No TL;DR today as the first section perplexed Perplexity, and the summary was fairly useless.

Photo by Matt Hatchett on Pexels.com

hrbrmstr’s 2024’s Daily Drivers

I take some time at the end of each year to reassess what tech/services/idioms I use and see if any are in need of a re-think. To that end, here’s what I’d consider my “daily drivers” at the start of 2024.

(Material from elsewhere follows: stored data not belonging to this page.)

//! Lambda command implementations

use colored::Colorize;
use nephele_core::{FunctionSummary, InvocationResult};
use tabled::{Table, Tabled, settings::Style};
use tracing::{info, warn};

use super::utils::{EMPTY_CELL, or_dash, print_structured, terminal_width, truncate_string};
use crate::cli::{LambdaCommands, OutputFormat};
use crate::connection::ConnectionManager;
use crate::error::Result as CliResult;

/// Width used for free-text columns when there is no terminal
const DEFAULT_TEXT_WIDTH: usize = 40;

/// Space taken by the fixed-width columns and borders
const FIXED_COLUMNS_WIDTH: usize = 90;

#[derive(Tabled)]
struct FunctionRow {
    #[tabled(rename = "NAME")]
    name: String,
    #[tabled(rename = "DESCRIPTION")]
    description: String,
    #[tabled(rename = "RUNTIME")]
    runtime: String,
    #[tabled(rename = "MEMORY (MB)")]
    memory: String,
    #[tabled(rename = "TIMEOUT (S)")]
    timeout: String,
    #[tabled(rename = "HANDLER")]
    handler: String,
    #[tabled(rename = "ROLE")]
    role: String,
    #[tabled(rename = "VERSION")]
    version: String,
}

impl FunctionRow {
    fn new(function: &FunctionSummary, text_width: usize) -> Self {
        let number = |n: Option<i32>| n.map_or_else(|| EMPTY_CELL.to_string(), |n| n.to_string());
        Self {
            name: function.name.clone(),
            description: truncate_string(
                function.description.as_deref().unwrap_or(EMPTY_CELL),
                text_width,
            ),
            runtime: or_dash(function.runtime.as_deref()),
            memory: number(function.memory_size),
            timeout: number(function.timeout),
            handler: or_dash(function.handler.as_deref()),
            role: truncate_string(function.role.as_deref().unwrap_or(EMPTY_CELL), text_width),
            version: or_dash(function.version.as_deref()),
        }
    }
}

/// Width for description and role so the table fits the terminal
fn text_column_width(terminal_width: Option<usize>) -> usize {
    match terminal_width {
        Some(width) => (width.saturating_sub(FIXED_COLUMNS_WIDTH) / 2).clamp(16, 80),
        None => DEFAULT_TEXT_WIDTH,
    }
}

pub async fn handle_lambda_command(
    cmd: &LambdaCommands,
    conn_mgr: &ConnectionManager,
    profile_name: Option<&str>,
    output_format: OutputFormat,
    query: Option<&str>,
) -> CliResult<()> {
    match cmd {
        LambdaCommands::List => list_functions(conn_mgr, profile_name, output_format, query).await,
        LambdaCommands::Invoke { name } => {
            invoke_function(conn_mgr, profile_name, name, output_format, query).await
        }
    }
}

async fn list_functions(
    conn_mgr: &ConnectionManager,
    profile_name: Option<&str>,
    output_format: OutputFormat,
    query: Option<&str>,
) -> CliResult<()> {
    let functions = conn_mgr.functions(profile_name).await?.list_functions().await?;
    info!("Listed {} function(s)", functions.len());

    if print_structured(&functions, output_format, query)? {
        return Ok(());
    }

    if functions.is_empty() {
        println!("No functions found");
        return Ok(());
    }

    let width = text_column_width(terminal_width());
    let rows: Vec<FunctionRow> = functions
        .iter()
        .map(|f| FunctionRow::new(f, width))
        .collect();
    let mut table = Table::new(rows);
    table.with(Style::modern());
    println!("{}", table);
    Ok(())
}

async fn invoke_function(
    conn_mgr: &ConnectionManager,
    profile_name: Option<&str>,
    name: &str,
    output_format: OutputFormat,
    query: Option<&str>,
) -> CliResult<()> {
    let result = conn_mgr
        .functions(profile_name)
        .await?
        .invoke_function(name)
        .await?;

    if result.is_error() {
        warn!(
            "Function {} returned an error: {:?}",
            result.function_name, result.function_error
        );
    }

    if print_structured(&result, output_format, query)? {
        return Ok(());
    }

    print_invocation(&result);
    Ok(())
}

fn print_invocation(result: &InvocationResult) {
    println!("Function         : {}", result.function_name);
    println!("Status Code      : {}", result.status_code);
    println!(
        "Executed Version : {}",
        or_dash(result.executed_version.as_deref())
    );
    if let Some(error) = &result.function_error {
        println!("Function Error   : {}", error.red());
    }
    println!("Payload:");
    println!("{}", result.payload);
}
//! EC2 instance operations
//!
//! [`ComputeService`] wraps any [`ComputeApi`] implementation and adds the
//! behaviour shared by every caller: terminated instances are hidden from
//! listings and empty id lists are rejected before a request is made.
//!
//! ```rust,ignore
//! let compute = ComputeService::new(Ec2Backend::new(&sdk_config));
//! let filters = FilterSet::from_args(&["name=web".to_string()])?;
//! for instance in compute.list_instances(&filters).await? {
//!     println!("{} {}", instance.instance_id, instance.state);
//! }
//! ```

use async_trait::async_trait;
use serde::Serialize;
use tracing::{debug, info};

use crate::error::{CoreError, Result};
use crate::filter::{Filter, FilterSet};

/// State EC2 keeps around briefly after an instance is gone
pub const TERMINATED_STATE: &str = "terminated";

/// One EC2 instance, reduced to what the listing shows
#[derive(Debug, Clone, PartialEq, Eq, Serialize)]
pub struct InstanceSummary {
    /// Value of the `Name` tag
    pub name: Option<String>,
    pub instance_id: String,
    pub state: String,
    pub private_ip: Option<String>,
    pub public_ip: Option<String>,
    pub instance_type: String,
    pub availability_zone: Option<String>,
}

/// Result of a start or stop request for one instance
#[derive(Debug, Clone, PartialEq, Eq, Serialize)]
pub struct StateChange {
    pub instance_id: String,
    pub previous_state: String,
    pub current_state: String,
}

/// Provider operations needed for compute commands
#[async_trait]
pub trait ComputeApi: Send + Sync {
    /// Describe instances matching all filters, reading every page
    async fn describe_instances(&self, filters: &[Filter]) -> Result<Vec<InstanceSummary>>;

    async fn start_instances(&self, ids: &[String], dry_run: bool) -> Result<Vec<StateChange>>;

    async fn stop_instances(&self, ids: &[String], dry_run: bool) -> Result<Vec<StateChange>>;
}

/// EC2 operations for the CLI
pub struct ComputeService<C> {
    api: C,
}

impl<C: ComputeApi> ComputeService<C> {
    pub fn new(api: C) -> Self {
        Self { api }
    }

    /// List instances matching `filters`, skipping terminated ones
    pub async fn list_instances(&self, filters: &FilterSet) -> Result<Vec<InstanceSummary>> {
        debug!("Describing instances with {} filter(s)", filters.len());

        let instances = self.api.describe_instances(filters.as_slice()).await?;
        let total = instances.len();
        let visible: Vec<_> = instances
            .into_iter()
            .filter(|instance| instance.state != TERMINATED_STATE)
            .collect();

        debug!(
            "Found {} instance(s), {} after skipping terminated",
            total,
            visible.len()
        );
        Ok(visible)
    }

    pub async fn start_instances(&self, ids: &[String], dry_run: bool) -> Result<Vec<StateChange>> {
        validate_ids(ids)?;
        info!("Starting {} instance(s) (dry_run={})", ids.len(), dry_run);
        self.api.start_instances(ids, dry_run).await
    }

    pub async fn stop_instances(&self, ids: &[String], dry_run: bool) -> Result<Vec<StateChange>> {
        validate_ids(ids)?;
        info!("Stopping {} instance(s) (dry_run={})", ids.len(), dry_run);
        self.api.stop_instances(ids, dry_run).await
    }
}

fn validate_ids(ids: &[String]) -> Result<()> {
    if ids.is_empty() {
        return Err(CoreError::Validation(
            "at least one instance id is required".to_string(),
        ));
    }
    if let Some(blank) = ids.iter().find(|id| id.trim().is_empty()) {
        return Err(CoreError::Validation(format!(
            "invalid instance id: '{}'",
            blank
        )));
    }
    Ok(())
}
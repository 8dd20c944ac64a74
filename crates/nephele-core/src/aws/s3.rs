use async_trait::async_trait;
use aws_config::SdkConfig;
use aws_sdk_s3::Client;
use aws_sdk_s3::primitives::DateTime as SmithyDateTime;
use aws_sdk_s3::types::Object;
use chrono::{DateTime, Utc};
use std::path::Path;
use tokio::io::AsyncWriteExt;
use tracing::debug;

use super::sdk_error;
use crate::error::{CoreError, Result, Service};
use crate::storage::{BucketSummary, ListObjectsOptions, ObjectPage, ObjectSummary, StorageApi};

/// [`StorageApi`] over the S3 SDK client
#[derive(Debug, Clone)]
pub struct S3Backend {
    client: Client,
}

impl S3Backend {
    /// Custom endpoints (emulators) get path-style addressing
    pub fn new(config: &SdkConfig) -> Self {
        let s3_config = aws_sdk_s3::config::Builder::from(config)
            .force_path_style(config.endpoint_url().is_some())
            .build();
        Self {
            client: Client::from_conf(s3_config),
        }
    }
}

#[async_trait]
impl StorageApi for S3Backend {
    async fn list_buckets(&self) -> Result<Vec<BucketSummary>> {
        let output = self
            .client
            .list_buckets()
            .send()
            .await
            .map_err(|e| sdk_error(Service::S3, e))?;

        Ok(output
            .buckets()
            .iter()
            .map(|bucket| BucketSummary {
                name: bucket.name().unwrap_or_default().to_string(),
                creation_date: bucket.creation_date().and_then(to_chrono),
            })
            .collect())
    }

    async fn list_objects(&self, bucket: &str, options: &ListObjectsOptions) -> Result<ObjectPage> {
        let output = self
            .client
            .list_objects_v2()
            .bucket(bucket)
            .max_keys(options.max_keys)
            .set_prefix(options.prefix.clone())
            .set_continuation_token(options.continuation_token.clone())
            .send()
            .await
            .map_err(|e| sdk_error(Service::S3, e))?;

        Ok(ObjectPage {
            objects: output.contents().iter().map(summarize).collect(),
            next_continuation_token: output.next_continuation_token().map(str::to_string),
            is_truncated: output.is_truncated().unwrap_or(false),
        })
    }

    async fn download_object(&self, bucket: &str, key: &str, dest: &Path) -> Result<u64> {
        let output = self
            .client
            .get_object()
            .bucket(bucket)
            .key(key)
            .send()
            .await
            .map_err(|e| sdk_error(Service::S3, e))?;

        let io_error = |source: std::io::Error| CoreError::Io {
            path: dest.display().to_string(),
            source,
        };

        let mut file = tokio::fs::File::create(dest).await.map_err(io_error)?;
        let mut body = output.body;
        let mut written: u64 = 0;

        while let Some(chunk) = body
            .try_next()
            .await
            .map_err(|e| CoreError::api(Service::S3, None, e.to_string()))?
        {
            file.write_all(&chunk).await.map_err(io_error)?;
            written += chunk.len() as u64;
        }
        file.flush().await.map_err(io_error)?;

        debug!("Wrote {} byte(s) to {}", written, dest.display());
        Ok(written)
    }
}

fn summarize(object: &Object) -> ObjectSummary {
    ObjectSummary {
        key: object.key().unwrap_or_default().to_string(),
        size: object.size().unwrap_or(0),
        last_modified: object.last_modified().and_then(to_chrono),
        storage_class: object.storage_class().map(|c| c.as_str().to_string()),
    }
}

fn to_chrono(timestamp: &SmithyDateTime) -> Option<DateTime<Utc>> {
    DateTime::from_timestamp(timestamp.secs(), timestamp.subsec_nanos())
}
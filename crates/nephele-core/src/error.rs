//! Unified error handling for nephele-core
//!
//! Every service wrapper returns [`CoreError`]. Provider failures keep the
//! AWS error code so callers can classify them without string matching on
//! the message.
//!
//! # Example
//!
//! ```rust
//! use nephele_core::{CoreError, Service};
//!
//! let err = CoreError::api(
//!     Service::Ec2,
//!     Some("InvalidInstanceID.NotFound".to_string()),
//!     "The instance ID 'i-123' does not exist",
//! );
//! assert!(err.is_not_found());
//! assert!(!err.is_retryable());
//! ```

use std::fmt;
use thiserror::Error;

use crate::filter::FilterError;

/// Service area an error originated from
#[derive(Debug, Clone, Copy, PartialEq, Eq)]
pub enum Service {
    Ec2,
    Lambda,
    Rds,
    S3,
}

impl fmt::Display for Service {
    fn fmt(&self, f: &mut fmt::Formatter<'_>) -> fmt::Result {
        match self {
            Service::Ec2 => write!(f, "EC2"),
            Service::Lambda => write!(f, "Lambda"),
            Service::Rds => write!(f, "RDS"),
            Service::S3 => write!(f, "S3"),
        }
    }
}

/// Core error type for all service operations
#[derive(Error, Debug)]
pub enum CoreError {
    /// Error returned by an AWS service
    #[error("{service} API error: {message}")]
    Api {
        service: Service,
        code: Option<String>,
        message: String,
    },

    /// EC2 dry run that would have succeeded
    #[error("Dry run succeeded: {0}")]
    DryRun(String),

    /// Invalid user filter
    #[error(transparent)]
    Filter(#[from] FilterError),

    /// Invalid input caught before any request was sent
    #[error("Validation error: {0}")]
    Validation(String),

    /// Local filesystem failure (downloads, filter files)
    #[error("IO error for '{path}': {source}")]
    Io {
        path: String,
        #[source]
        source: std::io::Error,
    },

    /// Configuration error
    #[error("Configuration error: {0}")]
    Config(String),
}

/// Result type alias for core operations
pub type Result<T> = std::result::Result<T, CoreError>;

const NOT_FOUND_CODES: &[&str] = &[
    "NoSuchBucket",
    "NoSuchKey",
    "NotFound",
    "ResourceNotFoundException",
    "DBInstanceNotFound",
    "DBInstanceNotFoundFault",
];

const UNAUTHORIZED_CODES: &[&str] = &[
    "AuthFailure",
    "UnauthorizedOperation",
    "AccessDenied",
    "AccessDeniedException",
    "InvalidClientTokenId",
    "UnrecognizedClientException",
    "SignatureDoesNotMatch",
    "ExpiredToken",
    "ExpiredTokenException",
];

const THROTTLING_CODES: &[&str] = &[
    "Throttling",
    "ThrottlingException",
    "RequestLimitExceeded",
    "TooManyRequestsException",
    "SlowDown",
];

impl CoreError {
    /// Build an API error for the given service
    pub fn api(service: Service, code: Option<String>, message: impl Into<String>) -> Self {
        CoreError::Api {
            service,
            code,
            message: message.into(),
        }
    }

    /// Provider error code, if this error came from AWS
    #[must_use]
    pub fn code(&self) -> Option<&str> {
        match self {
            CoreError::Api { code, .. } => code.as_deref(),
            _ => None,
        }
    }

    /// Returns true if the requested resource does not exist
    #[must_use]
    pub fn is_not_found(&self) -> bool {
        self.code().is_some_and(|code| {
            NOT_FOUND_CODES.contains(&code) || code.ends_with(".NotFound")
        })
    }

    /// Returns true if the credentials were rejected or lack permission
    #[must_use]
    pub fn is_unauthorized(&self) -> bool {
        self.code()
            .is_some_and(|code| UNAUTHORIZED_CODES.contains(&code))
    }

    /// Returns true if the provider throttled the request
    #[must_use]
    pub fn is_throttled(&self) -> bool {
        self.code()
            .is_some_and(|code| THROTTLING_CODES.contains(&code))
    }

    /// Returns true for a dry run that would have succeeded
    #[must_use]
    pub fn is_dry_run(&self) -> bool {
        matches!(self, CoreError::DryRun(_))
    }

    /// Returns true for input errors caught locally
    #[must_use]
    pub fn is_bad_request(&self) -> bool {
        matches!(self, CoreError::Validation(_) | CoreError::Filter(_))
    }

    /// Returns true if this error is potentially retryable
    #[must_use]
    pub fn is_retryable(&self) -> bool {
        self.is_throttled()
    }
}

#[cfg(test)]
mod tests {
    use super::*;

    fn api_err(code: &str) -> CoreError {
        CoreError::api(Service::Ec2, Some(code.to_string()), "boom")
    }

    #[test]
    fn test_not_found_codes() {
        assert!(api_err("InvalidInstanceID.NotFound").is_not_found());
        assert!(api_err("NoSuchBucket").is_not_found());
        assert!(api_err("ResourceNotFoundException").is_not_found());
        assert!(!api_err("AccessDenied").is_not_found());
    }

    #[test]
    fn test_unauthorized_codes() {
        assert!(api_err("UnauthorizedOperation").is_unauthorized());
        assert!(api_err("InvalidClientTokenId").is_unauthorized());
        assert!(!api_err("Throttling").is_unauthorized());
    }

    #[test]
    fn test_throttling_is_retryable() {
        let err = api_err("RequestLimitExceeded");
        assert!(err.is_throttled());
        assert!(err.is_retryable());
        assert!(!api_err("NoSuchKey").is_retryable());
    }

    #[test]
    fn test_api_error_without_code() {
        let err = CoreError::api(Service::S3, None, "dispatch failure");
        assert!(err.code().is_none());
        assert!(!err.is_not_found());
        assert!(!err.is_unauthorized());
    }

    #[test]
    fn test_dry_run() {
        let err = CoreError::DryRun("Request would have succeeded".to_string());
        assert!(err.is_dry_run());
        assert!(!err.is_bad_request());
    }

    #[test]
    fn test_validation_and_filter_are_bad_requests() {
        assert!(CoreError::Validation("no ids".to_string()).is_bad_request());
        let filter: CoreError = FilterError::InvalidKey("color".to_string()).into();
        assert!(filter.is_bad_request());
    }

    #[test]
    fn test_display() {
        let err = CoreError::api(Service::Lambda, None, "function not reachable");
        assert_eq!(err.to_string(), "Lambda API error: function not reachable");

        let filter: CoreError = FilterError::InvalidFormat("name".to_string()).into();
        assert_eq!(
            filter.to_string(),
            "filter error: invalid filter format: 'name'"
        );
    }
}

  • Hardware: Apple all the way down. I will, likely, retire my home DL380 x86_64 “data science” server since I don’t need the RAM anymore, and move to some smaller, Ubuntu arm64 home server as finances allow.
  • Cloud: Hetzner arm64. I’ll be migrating the main rud.is site & blog over to there once the contract at the current hosting provider (SSDNodes) is up.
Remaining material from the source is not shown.